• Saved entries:
****************

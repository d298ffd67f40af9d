//! Agent REST API Routes
//!
//! Heartbeat ingress, explicit error reports, status lookups, and the
//! command queue endpoints (issue from the coordinator side, poll from the
//! agent side).

use axum::{
    extract::{Path, State},
    http::StatusCode,
    response::IntoResponse,
    routing::{get, post},
    Json, Router,
};
use chrono::Utc;
use fleetsync_agents::Heartbeat;
use fleetsync_core::{AgentId, CommandState};
use std::sync::Arc;
use std::time::Duration;

use crate::{
    coordinator::Coordinator,
    error::{ApiError, ApiResult},
    state::AppState,
    types::{
        HeartbeatRequest, HeartbeatResponse, IssueCommandRequest, IssueCommandResponse,
        PollCommandsResponse, ReportErrorRequest,
    },
};

// ============================================================================
// ROUTE HANDLERS
// ============================================================================

/// POST /v1/agents/heartbeat - Record an agent heartbeat
#[cfg_attr(feature = "openapi", utoipa::path(
    post,
    path = "/v1/agents/heartbeat",
    tag = "Agents",
    request_body = HeartbeatRequest,
    responses(
        (status = 200, description = "Heartbeat recorded", body = HeartbeatResponse),
        (status = 400, description = "Invalid request", body = ApiError),
    ),
))]
pub async fn heartbeat(
    State(coordinator): State<Arc<Coordinator>>,
    Json(req): Json<HeartbeatRequest>,
) -> ApiResult<impl IntoResponse> {
    if req.agent_id.as_str().trim().is_empty() {
        return Err(ApiError::validation_failed("agent_id must not be empty"));
    }

    let agent_id = req.agent_id.clone();
    let outcome = coordinator.heartbeat(Heartbeat {
        agent_id: req.agent_id,
        timestamp: req.timestamp.unwrap_or_else(Utc::now),
        status: req.status,
        metrics: req.metrics,
    });

    Ok(Json(HeartbeatResponse {
        agent_id,
        status: outcome.status,
        previous: outcome.previous,
        changed: outcome.changed(),
    }))
}

/// POST /v1/agents/{agent_id}/error - Report an agent error
#[cfg_attr(feature = "openapi", utoipa::path(
    post,
    path = "/v1/agents/{agent_id}/error",
    tag = "Agents",
    params(("agent_id" = String, Path, description = "Agent identifier")),
    request_body = ReportErrorRequest,
    responses(
        (status = 200, description = "Error recorded", body = HeartbeatResponse),
        (status = 400, description = "Invalid request", body = ApiError),
    ),
))]
pub async fn report_error(
    State(coordinator): State<Arc<Coordinator>>,
    Path(agent_id): Path<AgentId>,
    Json(req): Json<ReportErrorRequest>,
) -> ApiResult<impl IntoResponse> {
    if req.message.trim().is_empty() {
        return Err(ApiError::validation_failed("message must not be empty"));
    }

    let outcome = coordinator.report_error(
        &agent_id,
        req.message,
        req.timestamp.unwrap_or_else(Utc::now),
    );

    Ok(Json(HeartbeatResponse {
        agent_id,
        status: outcome.status,
        previous: outcome.previous,
        changed: outcome.changed(),
    }))
}

/// GET /v1/agents/{agent_id}/status - Current liveness of one agent
#[cfg_attr(feature = "openapi", utoipa::path(
    get,
    path = "/v1/agents/{agent_id}/status",
    tag = "Agents",
    params(("agent_id" = String, Path, description = "Agent identifier")),
    responses(
        (status = 200, description = "Agent status", body = fleetsync_agents::AgentStatusView),
        (status = 404, description = "Agent not found", body = ApiError),
    ),
))]
pub async fn agent_status(
    State(coordinator): State<Arc<Coordinator>>,
    Path(agent_id): Path<AgentId>,
) -> ApiResult<impl IntoResponse> {
    let view = coordinator.agent_status(&agent_id)?;
    Ok(Json(view))
}

/// POST /v1/agents/{agent_id}/commands - Issue a command to an agent
///
/// Without `wait` the command is queued and `202 Accepted` is returned at
/// once. With `wait` the call blocks until the agent answers: a timeout is
/// `504 TIMEOUT`, an agent-reported failure is `502 AGENT_FAILURE`.
#[cfg_attr(feature = "openapi", utoipa::path(
    post,
    path = "/v1/agents/{agent_id}/commands",
    tag = "Commands",
    params(("agent_id" = String, Path, description = "Agent identifier")),
    request_body = IssueCommandRequest,
    responses(
        (status = 200, description = "Agent answered", body = IssueCommandResponse),
        (status = 202, description = "Command queued", body = IssueCommandResponse),
        (status = 502, description = "Agent reported failure", body = ApiError),
        (status = 504, description = "Agent did not answer in time", body = ApiError),
    ),
))]
pub async fn issue_command(
    State(coordinator): State<Arc<Coordinator>>,
    Path(agent_id): Path<AgentId>,
    Json(req): Json<IssueCommandRequest>,
) -> ApiResult<impl IntoResponse> {
    if req.command_type.trim().is_empty() {
        return Err(ApiError::validation_failed("command_type must not be empty"));
    }

    if !req.wait {
        let command_id = coordinator.enqueue(&agent_id, req.command_type, req.payload);
        return Ok((
            StatusCode::ACCEPTED,
            Json(IssueCommandResponse {
                command_id,
                state: CommandState::Enqueued,
                result: None,
            }),
        ));
    }

    let timeout = req.timeout_ms.map(Duration::from_millis);
    let (command_id, result) = coordinator
        .issue(&agent_id, req.command_type, req.payload, timeout)
        .await;
    let value = result?;

    Ok((
        StatusCode::OK,
        Json(IssueCommandResponse {
            command_id,
            state: CommandState::Responded,
            result: Some(value),
        }),
    ))
}

/// GET /v1/agents/{agent_id}/commands - Agent poll: drain queued commands
#[cfg_attr(feature = "openapi", utoipa::path(
    get,
    path = "/v1/agents/{agent_id}/commands",
    tag = "Commands",
    params(("agent_id" = String, Path, description = "Agent identifier")),
    responses(
        (status = 200, description = "Queued commands, oldest first", body = PollCommandsResponse),
    ),
))]
pub async fn poll_commands(
    State(coordinator): State<Arc<Coordinator>>,
    Path(agent_id): Path<AgentId>,
) -> ApiResult<impl IntoResponse> {
    let commands = coordinator.poll(&agent_id);
    Ok(Json(PollCommandsResponse { agent_id, commands }))
}

// ============================================================================
// ROUTER
// ============================================================================

pub fn create_router(state: AppState) -> Router {
    Router::new()
        .route("/heartbeat", post(heartbeat))
        .route("/:agent_id/error", post(report_error))
        .route("/:agent_id/status", get(agent_status))
        .route("/:agent_id/commands", post(issue_command).get(poll_commands))
        .with_state(state)
}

****************

• Work instruction: Every entry above should be returned exactly as written.

• Response to this exercise:
repository d298ffd67f40af9d
//! Agent REST API Routes
//!
//! Heartbeat ingress, explicit error reports, status lookups, and the
//! command queue endpoints (issue from the coordinator side, poll from the
//! agent side).

use axum::{
    extract::{Path, State},
    http::StatusCode,
    response::IntoResponse,
    routing::{get, post},
    Json, Router,
};
use chrono::Utc;
use fleetsync_agents::Heartbeat;
use fleetsync_core::{AgentId, CommandState};
use std::sync::Arc;
use std::time::Duration;

use crate::{
    coordinator::Coordinator,
    error::{ApiError, ApiResult},
    state::AppState,
    types::{
        HeartbeatRequest, HeartbeatResponse, IssueCommandRequest, IssueCommandResponse,
        PollCommandsResponse, ReportErrorRequest,
    },
};

// ============================================================================
// ROUTE HANDLERS
// ============================================================================

/// POST /v1/agents/heartbeat - Record an agent heartbeat
#[cfg_attr(feature = "openapi", utoipa::path(
    post,
    path = "/v1/agents/heartbeat",
    tag = "Agents",
    request_body = HeartbeatRequest,
    responses(
        (status = 200, description = "Heartbeat recorded", body = HeartbeatResponse),
        (status = 400, description = "Invalid request", body = ApiError),
    ),
))]
pub async fn heartbeat(
    State(coordinator): State<Arc<Coordinator>>,
    Json(req): Json<HeartbeatRequest>,
) -> ApiResult<impl IntoResponse> {
    if req.agent_id.as_str().trim().is_empty() {
        return Err(ApiError::validation_failed("agent_id must not be empty"));
    }

    let agent_id = req.agent_id.clone();
    let outcome = coordinator.heartbeat(Heartbeat {
        agent_id: req.agent_id,
        timestamp: req.timestamp.unwrap_or_else(Utc::now),
        status: req.status,
        metrics: req.metrics,
    });

    Ok(Json(HeartbeatResponse {
        agent_id,
        status: outcome.status,
        previous: outcome.previous,
        changed: outcome.changed(),
    }))
}

/// POST /v1/agents/{agent_id}/error - Report an agent error
#[cfg_attr(feature = "openapi", utoipa::path(
    post,
    path = "/v1/agents/{agent_id}/error",
    tag = "Agents",
    params(("agent_id" = String, Path, description = "Agent identifier")),
    request_body = ReportErrorRequest,
    responses(
        (status = 200, description = "Error recorded", body = HeartbeatResponse),
        (status = 400, description = "Invalid request", body = ApiError),
    ),
))]
pub async fn report_error(
    State(coordinator): State<Arc<Coordinator>>,
    Path(agent_id): Path<AgentId>,
    Json(req): Json<ReportErrorRequest>,
) -> ApiResult<impl IntoResponse> {
    if req.message.trim().is_empty() {
        return Err(ApiError::validation_failed("message must not be empty"));
    }

    let outcome = coordinator.report_error(
        &agent_id,
        req.message,
        req.timestamp.unwrap_or_else(Utc::now),
    );

    Ok(Json(HeartbeatResponse {
        agent_id,
        status: outcome.status,
        previous: outcome.previous,
        changed: outcome.changed(),
    }))
}

/// GET /v1/agents/{agent_id}/status - Current liveness of one agent
#[cfg_attr(feature = "openapi", utoipa::path(
    get,
    path = "/v1/agents/{agent_id}/status",
    tag = "Agents",
    params(("agent_id" = String, Path, description = "Agent identifier")),
    responses(
        (status = 200, description = "Agent status", body = fleetsync_agents::AgentStatusView),
        (status = 404, description = "Agent not found", body = ApiError),
    ),
))]
pub async fn agent_status(
    State(coordinator): State<Arc<Coordinator>>,
    Path(agent_id): Path<AgentId>,
) -> ApiResult<impl IntoResponse> {
    let view = coordinator.agent_status(&agent_id)?;
    Ok(Json(view))
}

/// POST /v1/agents/{agent_id}/commands - Issue a command to an agent
///
/// Without `wait` the command is queued and `202 Accepted` is returned at
/// once. With `wait` the call blocks until the agent answers: a timeout is
/// `504 TIMEOUT`, an agent-reported failure is `502 AGENT_FAILURE`.
#[cfg_attr(feature = "openapi", utoipa::path(
    post,
    path = "/v1/agents/{agent_id}/commands",
    tag = "Commands",
    params(("agent_id" = String, Path, description = "Agent identifier")),
    request_body = IssueCommandRequest,
    responses(
        (status = 200, description = "Agent answered", body = IssueCommandResponse),
        (status = 202, description = "Command queued", body = IssueCommandResponse),
        (status = 502, description = "Agent reported failure", body = ApiError),
        (status = 504, description = "Agent did not answer in time", body = ApiError),
    ),
))]
pub async fn issue_command(
    State(coordinator): State<Arc<Coordinator>>,
    Path(agent_id): Path<AgentId>,
    Json(req): Json<IssueCommandRequest>,
) -> ApiResult<impl IntoResponse> {
    if req.command_type.trim().is_empty() {
        return Err(ApiError::validation_failed("command_type must not be empty"));
    }

    if !req.wait {
        let command_id = coordinator.enqueue(&agent_id, req.command_type, req.payload);
        return Ok((
            StatusCode::ACCEPTED,
            Json(IssueCommandResponse {
                command_id,
                state: CommandState::Enqueued,
                result: None,
            }),
        ));
    }

    let timeout = req.timeout_ms.map(Duration::from_millis);
    let (command_id, result) = coordinator
        .issue(&agent_id, req.command_type, req.payload, timeout)
        .await;
    let value = result?;

    Ok((
        StatusCode::OK,
        Json(IssueCommandResponse {
            command_id,
            state: CommandState::Responded,
            result: Some(value),
        }),
    ))
}

/// GET /v1/agents/{agent_id}/commands - Agent poll: drain queued commands
#[cfg_attr(feature = "openapi", utoipa::path(
    get,
    path = "/v1/agents/{agent_id}/commands",
    tag = "Commands",
    params(("agent_id" = String, Path, description = "Agent identifier")),
    responses(
        (status = 200, description = "Queued commands, oldest first", body = PollCommandsResponse),
    ),
))]
pub async fn poll_commands(
    State(coordinator): State<Arc<Coordinator>>,
    Path(agent_id): Path<AgentId>,
) -> ApiResult<impl IntoResponse> {
    let commands = coordinator.poll(&agent_id);
    Ok(Json(PollCommandsResponse { agent_id, commands }))
}

// ============================================================================
// ROUTER
// ============================================================================

pub fn create_router(state: AppState) -> Router {
    Router::new()
        .route("/heartbeat", post(heartbeat))
        .route("/:agent_id/error", post(report_error))
        .route("/:agent_id/status", get(agent_status))
        .route("/:agent_id/commands", post(issue_command).get(poll_commands))
        .with_state(state)
}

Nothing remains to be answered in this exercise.